木下さんは父の会社の同期の方で、短期海外出張中でした。
「あれ。今夢見てたかな。いや、来たよ?」と言っていた次の日
木下さんが海外出張先で自殺したという報告がありました。
でも、父に言わせてみれば自殺するような人ではなく、悩みもなければお子さんも生まれて間もなく、子煩悩で幸せ真っ最中の家庭円満。

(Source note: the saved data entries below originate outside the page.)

//! # Validation Module
//!
//! Input validation utilities for Harbor POS.
//!
//! ## Validation Strategy
//! ```text
//! ┌─────────────────────────────────────────────────────────────────────────┐
//! │                      Validation Layers                                  │
//! │                                                                         │
//! │  Layer 1: Front end                                                    │
//! │  ├── Basic format checks (empty, length)                               │
//! │  └── Immediate user feedback (may warn, never trusted)                │
//! │           │                                                             │
//! │           ▼                                                             │
//! │  Layer 2: THIS MODULE                                                  │
//! │  └── Business rule validation before any state is touched             │
//! │           │                                                             │
//! │           ▼                                                             │
//! │  Layer 3: harbor-state                                                 │
//! │  └── Cross-entity checks (unique SKU, outlet exists, ...)             │
//! └─────────────────────────────────────────────────────────────────────────┘
//! ```
//!
//! ## Usage
//! ```rust
//! use harbor_core::validation::{validate_sku, validate_quantity};
//!
//! assert!(validate_sku("BEV-001").is_ok());
//! assert!(validate_quantity("quantity", 5).is_ok());
//! ```

use rust_decimal::Decimal;

use crate::error::ValidationError;
use crate::money::Money;
use crate::types::TaxRate;

/// Result type for validation operations.
pub type ValidationResult<T> = Result<T, ValidationError>;

// =============================================================================
// String Validators
// =============================================================================

/// Validates that a free-text field is present.
///
/// Returns the trimmed value.
pub fn validate_required<'a>(field: &str, value: &'a str) -> ValidationResult<&'a str> {
    let value = value.trim();
    if value.is_empty() {
        return Err(ValidationError::required(field));
    }
    Ok(value)
}

/// Validates a SKU (Stock Keeping Unit).
///
/// ## Rules
/// - Must not be empty
/// - Must be between 1 and 50 characters
/// - Should contain only alphanumeric characters, hyphens, underscores
///
/// ## Example
/// ```rust
/// use harbor_core::validation::validate_sku;
///
/// assert!(validate_sku("BEV001").is_ok());
/// assert!(validate_sku("").is_err());
/// assert!(validate_sku("A".repeat(100).as_str()).is_err());
/// ```
pub fn validate_sku(sku: &str) -> ValidationResult<()> {
    let sku = validate_required("sku", sku)?;

    if sku.len() > 50 {
        return Err(ValidationError::TooLong {
            field: "sku".to_string(),
            max: 50,
        });
    }

    if !sku
        .chars()
        .all(|c| c.is_alphanumeric() || c == '-' || c == '_')
    {
        return Err(ValidationError::InvalidFormat {
            field: "sku".to_string(),
            reason: "must contain only letters, numbers, hyphens, and underscores".to_string(),
        });
    }

    Ok(())
}

/// Validates a product name: present, at most 200 characters.
pub fn validate_product_name(name: &str) -> ValidationResult<()> {
    let name = validate_required("name", name)?;

    if name.len() > 200 {
        return Err(ValidationError::TooLong {
            field: "name".to_string(),
            max: 200,
        });
    }

    Ok(())
}

// =============================================================================
// Numeric Validators
// =============================================================================

/// Validates a unit count (cart line, order line, receipt line).
///
/// ## Rules
/// - Must be positive (> 0)
///
/// Upper limits are context specific: the cart caps a line at
/// `MAX_ITEM_QUANTITY`, purchase orders do not.
pub fn validate_quantity(field: &str, qty: i64) -> ValidationResult<()> {
    if qty <= 0 {
        return Err(ValidationError::must_be_positive(field));
    }
    Ok(())
}

/// Validates an amount that must be strictly positive (price, cost, cash entry).
///
/// ## Example
/// ```rust
/// use harbor_core::money::Money;
/// use harbor_core::validation::validate_positive_amount;
///
/// assert!(validate_positive_amount("price", Money::from_cents(850)).is_ok());
/// assert!(validate_positive_amount("price", Money::zero()).is_err());
/// ```
pub fn validate_positive_amount(field: &str, amount: Money) -> ValidationResult<()> {
    if !amount.is_positive() {
        return Err(ValidationError::must_be_positive(field));
    }
    Ok(())
}

/// Validates a cash count: zero is fine, negative is not.
pub fn validate_cash_count(field: &str, amount: Money) -> ValidationResult<()> {
    if amount.is_negative() {
        return Err(ValidationError::MustNotBeNegative {
            field: field.to_string(),
        });
    }
    Ok(())
}

/// Validates a tax rate percentage.
///
/// ## Rules
/// - Must be between 0 and 100
pub fn validate_tax_rate(rate: TaxRate) -> ValidationResult<()> {
    if rate.percent() < Decimal::ZERO || rate.percent() > Decimal::ONE_HUNDRED {
        return Err(ValidationError::OutOfRange {
            field: "rate".to_string(),
            min: 0,
            max: 100,
        });
    }

    Ok(())
}

/// Validates a stock adjustment delta: any sign, never zero.
pub fn validate_adjustment_change(change: i64) -> ValidationResult<()> {
    if change == 0 {
        return Err(ValidationError::ZeroAdjustment);
    }
    Ok(())
}

/// Validates a staff email: one `@` with text on both sides, no spaces.
///
/// Returns the trimmed value.
pub fn validate_email(email: &str) -> ValidationResult<&str> {
    let email = validate_required("email", email)?;
    let well_formed = match email.split_once('@') {
        Some((local, domain)) => {
            !local.is_empty()
                && !domain.is_empty()
                && !domain.contains('@')
                && !email.chars().any(char::is_whitespace)
        }
        None => false,
    };

    if !well_formed {
        return Err(ValidationError::InvalidFormat {
            field: "email".to_string(),
            reason: "expected name@domain".to_string(),
        });
    }
    Ok(email)
}

// =============================================================================
// Unit Tests
// =============================================================================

よく会話をしていた父には自殺とは到底思えなかったそうです。
夢に出てきた木下さんはスーツをぴっしりと着て、
「いや、酒はもういいよ。行かないと。」
と言って消えていったそうです。
父は
「木下はモノをはっきり言うタイプ。海外、特に夜の外出は気をつけないとという意味かもしれない。」
と私に教えてくれました。
日本しか知らないと、海外がどのくらい危険かはわかりません。
木下さんが父に伝えたかった思いを父が受け取れた、幼いながらに「心」のかたちが見えたような気がしました。
木下さん、最後に父に会いたいと思ってくれてありがとうございます。
私は、ひいばあに会ったことはないけれど、霊とかお化けとかはあって当たり前で、そのような精神の世界が生身の現実世界のように普通に存在しているんだよ、と伝えてくれているような気がしてなりません。
もともと、科学で証明されていることなんて、ほんの一握りなのに、そんな世界はないなんて断言は死後の世界を知っていると断言しているようなものです。
伝えたい思いは「令和」のように時空を超えて伝わるし、交われない気持ちは生きていても平行線のまま(分かり合おうとしない夫婦のように)
生きていようが体は死んでしまっていようが、先人が思いを伝えようとしているのであれば素直に耳を傾ける姿勢が大事で、その先の判断をするために修行しなさい、誰かの役に立つために学びなさいと、今も言われているような気がします。